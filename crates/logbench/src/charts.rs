// Dweve Logbench - Serial vs. Parallel Log Analyzer Benchmark Pipeline
//
// Copyright (c) 2025 Dweve IP B.V. and individual contributors.
//
// SPDX-License-Identifier: Apache-2.0
//
// Licensed under the Apache License, Version 2.0 (the "License");
// you may not use this file except in compliance with the License.
// You may obtain a copy of the License in the LICENSE file at the
// root of this repository or at: http://www.apache.org/licenses/LICENSE-2.0
//
// Unless required by applicable law or agreed to in writing, software
// distributed under the License is distributed on an "AS IS" BASIS,
// WITHOUT WARRANTIES OR CONDITIONS OF ANY KIND, either express or implied.
// See the License for the specific language governing permissions and
// limitations under the License.

//! Chart rendering for benchmark results.
//!
//! Three independent renderers consume the same [`MetricsTable`] and each
//! produce one PNG: a log/log serial-vs-parallel time comparison, a
//! speedup chart with an ideal-speedup reference line and shaded overhead
//! region, and an efficiency chart with 100%/50% reference lines and a
//! shaded area under the curve.
//!
//! Rendering is idempotent: the same table and parameters always overwrite
//! the same named output with the same pixels. An empty table is rejected
//! before any backend call; a chart of nothing is a bug upstream, not a
//! blank image.

use crate::error::{BenchError, Result};
use crate::metrics::MetricsTable;
use plotters::prelude::*;
use std::path::Path;

/// Output bitmap width in pixels.
pub const CHART_WIDTH: u32 = 1200;

/// Output bitmap height in pixels.
pub const CHART_HEIGHT: u32 = 700;

/// Minimum-acceptable efficiency reference line, in percent.
pub const MIN_EFFICIENT_PCT: f64 = 50.0;

const SERIAL_COLOR: RGBColor = BLUE;
const PARALLEL_COLOR: RGBColor = RED;
const SPEEDUP_COLOR: RGBColor = RGBColor(0, 128, 0);
const OVERHEAD_COLOR: RGBColor = RGBColor(255, 165, 0);
const EFFICIENCY_COLOR: RGBColor = RGBColor(0, 0, 128);
const EFFICIENCY_FILL: RGBColor = RGBColor(173, 216, 230);

fn rerr<E: std::fmt::Display>(path: &Path) -> impl Fn(E) -> BenchError + '_ {
    move |e| BenchError::render(path, e.to_string())
}

fn ensure_non_empty(table: &MetricsTable, path: &Path) -> Result<()> {
    if table.is_empty() {
        return Err(BenchError::render(path, "metrics table has no rows"));
    }
    Ok(())
}

/// Log-scaled x domain padded around the measured corpus sizes.
fn x_domain(table: &MetricsTable) -> (f64, f64) {
    let lines = table.num_lines();
    let lo = *lines.first().expect("non-empty table") as f64;
    let hi = *lines.last().expect("non-empty table") as f64;
    ((lo * 0.8).max(1.0), hi * 1.25)
}

/// Renders the serial-vs-parallel time comparison, both axes log-scaled.
pub fn render_time_comparison(table: &MetricsTable, path: &Path) -> Result<()> {
    ensure_non_empty(table, path)?;
    tracing::debug!(chart = %path.display(), rows = table.len(), "rendering time comparison");

    let serial: Vec<(f64, f64)> = table
        .rows()
        .iter()
        .map(|r| (r.num_lines as f64, r.serial_time_s.max(1e-9)))
        .collect();
    let parallel: Vec<(f64, f64)> = table
        .rows()
        .iter()
        .map(|r| (r.num_lines as f64, r.parallel_time_s.max(1e-9)))
        .collect();

    let (x_lo, x_hi) = x_domain(table);
    let y_lo = serial
        .iter()
        .chain(&parallel)
        .map(|&(_, y)| y)
        .fold(f64::INFINITY, f64::min)
        * 0.5;
    let y_hi = serial
        .iter()
        .chain(&parallel)
        .map(|&(_, y)| y)
        .fold(0.0, f64::max)
        * 2.0;
    let y_hi = if y_hi > y_lo { y_hi } else { y_lo * 10.0 };

    let root = BitMapBackend::new(path, (CHART_WIDTH, CHART_HEIGHT)).into_drawing_area();
    root.fill(&WHITE).map_err(rerr(path))?;

    let mut chart = ChartBuilder::on(&root)
        .caption(
            "Performance Comparison: Serial vs Parallel",
            ("sans-serif", 28).into_font(),
        )
        .margin(20)
        .x_label_area_size(55)
        .y_label_area_size(80)
        .build_cartesian_2d((x_lo..x_hi).log_scale(), (y_lo..y_hi).log_scale())
        .map_err(rerr(path))?;

    chart
        .configure_mesh()
        .x_desc("Number of Log Lines")
        .y_desc("Execution Time (seconds)")
        .x_label_formatter(&|v| format!("{:.0}", v))
        .draw()
        .map_err(rerr(path))?;

    chart
        .draw_series(LineSeries::new(serial.clone(), SERIAL_COLOR.stroke_width(2)))
        .map_err(rerr(path))?
        .label("Serial")
        .legend(|(x, y)| PathElement::new(vec![(x, y), (x + 18, y)], SERIAL_COLOR.stroke_width(2)));
    chart
        .draw_series(
            serial
                .iter()
                .map(|&p| Circle::new(p, 4, SERIAL_COLOR.filled())),
        )
        .map_err(rerr(path))?;

    chart
        .draw_series(LineSeries::new(
            parallel.clone(),
            PARALLEL_COLOR.stroke_width(2),
        ))
        .map_err(rerr(path))?
        .label("Parallel")
        .legend(|(x, y)| {
            PathElement::new(vec![(x, y), (x + 18, y)], PARALLEL_COLOR.stroke_width(2))
        });
    chart
        .draw_series(
            parallel
                .iter()
                .map(|&p| Circle::new(p, 4, PARALLEL_COLOR.filled())),
        )
        .map_err(rerr(path))?;

    chart
        .configure_series_labels()
        .background_style(&WHITE.mix(0.8))
        .border_style(&BLACK)
        .draw()
        .map_err(rerr(path))?;

    root.present().map_err(rerr(path))
}

/// Renders the speedup chart: measured speedup vs. corpus size (x log),
/// an ideal-speedup reference line at `threads`, a shaded overhead region
/// between measured and ideal, and a `%.2fx` label at every point.
pub fn render_speedup(table: &MetricsTable, path: &Path, threads: u32) -> Result<()> {
    ensure_non_empty(table, path)?;
    tracing::debug!(chart = %path.display(), rows = table.len(), "rendering speedup");

    let measured: Vec<(f64, f64)> = table
        .rows()
        .iter()
        .map(|r| (r.num_lines as f64, r.speedup))
        .collect();
    let ideal = threads as f64;

    let (x_lo, x_hi) = x_domain(table);
    let y_max = measured
        .iter()
        .map(|&(_, y)| y)
        .fold(ideal, f64::max);
    let y_hi = y_max * 1.2 + 0.5;

    let root = BitMapBackend::new(path, (CHART_WIDTH, CHART_HEIGHT)).into_drawing_area();
    root.fill(&WHITE).map_err(rerr(path))?;

    let mut chart = ChartBuilder::on(&root)
        .caption("Parallel Speedup Analysis", ("sans-serif", 28).into_font())
        .margin(20)
        .x_label_area_size(55)
        .y_label_area_size(60)
        .build_cartesian_2d((x_lo..x_hi).log_scale(), 0f64..y_hi)
        .map_err(rerr(path))?;

    chart
        .configure_mesh()
        .x_desc("Number of Log Lines")
        .y_desc("Speedup (Serial Time / Parallel Time)")
        .x_label_formatter(&|v| format!("{:.0}", v))
        .draw()
        .map_err(rerr(path))?;

    // Overhead: the gap between the measured curve and the ideal line.
    let mut overhead: Vec<(f64, f64)> = measured.clone();
    overhead.extend(measured.iter().rev().map(|&(x, _)| (x, ideal)));
    chart
        .draw_series(std::iter::once(Polygon::new(
            overhead,
            OVERHEAD_COLOR.mix(0.2).filled(),
        )))
        .map_err(rerr(path))?
        .label("Overhead")
        .legend(|(x, y)| {
            Rectangle::new([(x, y - 5), (x + 18, y + 5)], OVERHEAD_COLOR.mix(0.4).filled())
        });

    chart
        .draw_series(LineSeries::new(
            vec![(x_lo, ideal), (x_hi, ideal)],
            PARALLEL_COLOR.stroke_width(2),
        ))
        .map_err(rerr(path))?
        .label(format!("Ideal Speedup ({} threads)", threads))
        .legend(|(x, y)| {
            PathElement::new(vec![(x, y), (x + 18, y)], PARALLEL_COLOR.stroke_width(2))
        });

    chart
        .draw_series(LineSeries::new(
            measured.clone(),
            SPEEDUP_COLOR.stroke_width(3),
        ))
        .map_err(rerr(path))?
        .label("Measured Speedup")
        .legend(|(x, y)| PathElement::new(vec![(x, y), (x + 18, y)], SPEEDUP_COLOR.stroke_width(3)));
    chart
        .draw_series(
            measured
                .iter()
                .map(|&p| Circle::new(p, 5, SPEEDUP_COLOR.filled())),
        )
        .map_err(rerr(path))?;

    chart
        .draw_series(measured.iter().map(|&(x, y)| {
            EmptyElement::at((x, y))
                + Text::new(
                    format!("{:.2}x", y),
                    (-14, -20),
                    ("sans-serif", 14).into_font().color(&SPEEDUP_COLOR),
                )
        }))
        .map_err(rerr(path))?;

    chart
        .configure_series_labels()
        .background_style(&WHITE.mix(0.8))
        .border_style(&BLACK)
        .draw()
        .map_err(rerr(path))?;

    root.present().map_err(rerr(path))
}

/// Renders the efficiency chart: efficiency vs. corpus size (x log, y
/// clamped to [0, 110]), reference lines at 100% and 50%, a shaded area
/// under the measured curve, and a `%.1f%%` label at every point.
pub fn render_efficiency(table: &MetricsTable, path: &Path) -> Result<()> {
    ensure_non_empty(table, path)?;
    tracing::debug!(chart = %path.display(), rows = table.len(), "rendering efficiency");

    let measured: Vec<(f64, f64)> = table
        .rows()
        .iter()
        .map(|r| (r.num_lines as f64, r.efficiency_pct.clamp(0.0, 110.0)))
        .collect();
    let (x_lo, x_hi) = x_domain(table);

    let root = BitMapBackend::new(path, (CHART_WIDTH, CHART_HEIGHT)).into_drawing_area();
    root.fill(&WHITE).map_err(rerr(path))?;

    let mut chart = ChartBuilder::on(&root)
        .caption("Parallel Efficiency Analysis", ("sans-serif", 28).into_font())
        .margin(20)
        .x_label_area_size(55)
        .y_label_area_size(60)
        .build_cartesian_2d((x_lo..x_hi).log_scale(), 0f64..110f64)
        .map_err(rerr(path))?;

    chart
        .configure_mesh()
        .x_desc("Number of Log Lines")
        .y_desc("Efficiency (%)")
        .x_label_formatter(&|v| format!("{:.0}", v))
        .draw()
        .map_err(rerr(path))?;

    chart
        .draw_series(AreaSeries::new(
            measured.clone(),
            0.0,
            &EFFICIENCY_FILL.mix(0.35),
        ))
        .map_err(rerr(path))?
        .label("Efficiency Area")
        .legend(|(x, y)| {
            Rectangle::new([(x, y - 5), (x + 18, y + 5)], EFFICIENCY_FILL.mix(0.6).filled())
        });

    chart
        .draw_series(LineSeries::new(
            vec![(x_lo, 100.0), (x_hi, 100.0)],
            PARALLEL_COLOR.stroke_width(2),
        ))
        .map_err(rerr(path))?
        .label("Ideal Efficiency (100%)")
        .legend(|(x, y)| {
            PathElement::new(vec![(x, y), (x + 18, y)], PARALLEL_COLOR.stroke_width(2))
        });

    chart
        .draw_series(LineSeries::new(
            vec![(x_lo, MIN_EFFICIENT_PCT), (x_hi, MIN_EFFICIENT_PCT)],
            OVERHEAD_COLOR.stroke_width(2),
        ))
        .map_err(rerr(path))?
        .label("Minimum Efficient (50%)")
        .legend(|(x, y)| {
            PathElement::new(vec![(x, y), (x + 18, y)], OVERHEAD_COLOR.stroke_width(2))
        });

    chart
        .draw_series(LineSeries::new(
            measured.clone(),
            EFFICIENCY_COLOR.stroke_width(3),
        ))
        .map_err(rerr(path))?
        .label("Efficiency")
        .legend(|(x, y)| {
            PathElement::new(vec![(x, y), (x + 18, y)], EFFICIENCY_COLOR.stroke_width(3))
        });
    chart
        .draw_series(
            measured
                .iter()
                .map(|&p| Circle::new(p, 5, EFFICIENCY_COLOR.filled())),
        )
        .map_err(rerr(path))?;

    chart
        .draw_series(measured.iter().map(|&(x, y)| {
            EmptyElement::at((x, y))
                + Text::new(
                    format!("{:.1}%", y),
                    (-14, -20),
                    ("sans-serif", 14).into_font().color(&EFFICIENCY_COLOR),
                )
        }))
        .map_err(rerr(path))?;

    chart
        .configure_series_labels()
        .background_style(&WHITE.mix(0.8))
        .border_style(&BLACK)
        .draw()
        .map_err(rerr(path))?;

    root.present().map_err(rerr(path))
}

#[cfg(test)]
mod tests {
    use super::*;
    use crate::metrics::MetricsTable;

    const SAMPLE: &str = "\
NumLines,SerialTime(s),ParallelTime(s),Speedup,Efficiency(%)
100,0.001200,0.000500,2.40,60.00
1000,0.012000,0.004000,3.00,75.00
10000,0.130000,0.036000,3.61,90.25
50000,0.640000,0.170000,3.76,94.12
100000,1.310000,0.340000,3.85,96.32
";

    fn sample_table() -> MetricsTable {
        MetricsTable::parse(SAMPLE).unwrap()
    }

    #[test]
    fn test_empty_table_is_rejected() {
        let dir = tempfile::tempdir().unwrap();
        let path = dir.path().join("empty.png");
        let table = MetricsTable::default();

        let err = render_time_comparison(&table, &path).unwrap_err();
        assert!(matches!(err, BenchError::Render { .. }));
        assert!(!path.exists());
    }

    #[test]
    fn test_all_three_charts_render_non_empty() {
        let dir = tempfile::tempdir().unwrap();
        let table = sample_table();

        let time = dir.path().join("time.png");
        let speedup = dir.path().join("speedup.png");
        let efficiency = dir.path().join("efficiency.png");

        render_time_comparison(&table, &time).unwrap();
        render_speedup(&table, &speedup, 4).unwrap();
        render_efficiency(&table, &efficiency).unwrap();

        for path in [&time, &speedup, &efficiency] {
            let len = std::fs::metadata(path).unwrap().len();
            assert!(len > 0, "{} is empty", path.display());
        }
    }

    #[test]
    fn test_rendering_is_idempotent() {
        let dir = tempfile::tempdir().unwrap();
        let table = sample_table();

        let first = dir.path().join("first.png");
        let second = dir.path().join("second.png");
        render_speedup(&table, &first, 4).unwrap();
        render_speedup(&table, &second, 4).unwrap();

        let a = std::fs::read(&first).unwrap();
        let b = std::fs::read(&second).unwrap();
        assert_eq!(a, b);
    }

    #[test]
    fn test_rerender_overwrites_in_place() {
        let dir = tempfile::tempdir().unwrap();
        let table = sample_table();
        let path = dir.path().join("chart.png");

        render_efficiency(&table, &path).unwrap();
        let first = std::fs::read(&path).unwrap();
        render_efficiency(&table, &path).unwrap();
        let second = std::fs::read(&path).unwrap();

        assert_eq!(first, second);
    }

    #[test]
    fn test_x_domain_padding() {
        let table = sample_table();
        let (lo, hi) = x_domain(&table);
        assert!(lo < 100.0);
        assert!(hi > 100_000.0);
    }
}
++++++
TASK DESCRIPTION | Repeat exactly the lines of the material above, taking the first line, the line with "pub const CHART_WIDTH: u32 = 1200;", and every line between them.

TASK SOLUTION |
filename crates/logbench/src/charts.rs
// Dweve Logbench - Serial vs. Parallel Log Analyzer Benchmark Pipeline
//
// Copyright (c) 2025 Dweve IP B.V. and individual contributors.
//
// SPDX-License-Identifier: Apache-2.0
//
// Licensed under the Apache License, Version 2.0 (the "License");
// you may not use this file except in compliance with the License.
// You may obtain a copy of the License in the LICENSE file at the
// root of this repository or at: http://www.apache.org/licenses/LICENSE-2.0
//
// Unless required by applicable law or agreed to in writing, software
// distributed under the License is distributed on an "AS IS" BASIS,
// WITHOUT WARRANTIES OR CONDITIONS OF ANY KIND, either express or implied.
// See the License for the specific language governing permissions and
// limitations under the License.

//! Chart rendering for benchmark results.
//!
//! Three independent renderers consume the same [`MetricsTable`] and each
//! produce one PNG: a log/log serial-vs-parallel time comparison, a
//! speedup chart with an ideal-speedup reference line and shaded overhead
//! region, and an efficiency chart with 100%/50% reference lines and a
//! shaded area under the curve.
//!
//! Rendering is idempotent: the same table and parameters always overwrite
//! the same named output with the same pixels. An empty table is rejected
//! before any backend call; a chart of nothing is a bug upstream, not a
//! blank image.

use crate::error::{BenchError, Result};
use crate::metrics::MetricsTable;
use plotters::prelude::*;
use std::path::Path;

/// Output bitmap width in pixels.
pub const CHART_WIDTH: u32 = 1200;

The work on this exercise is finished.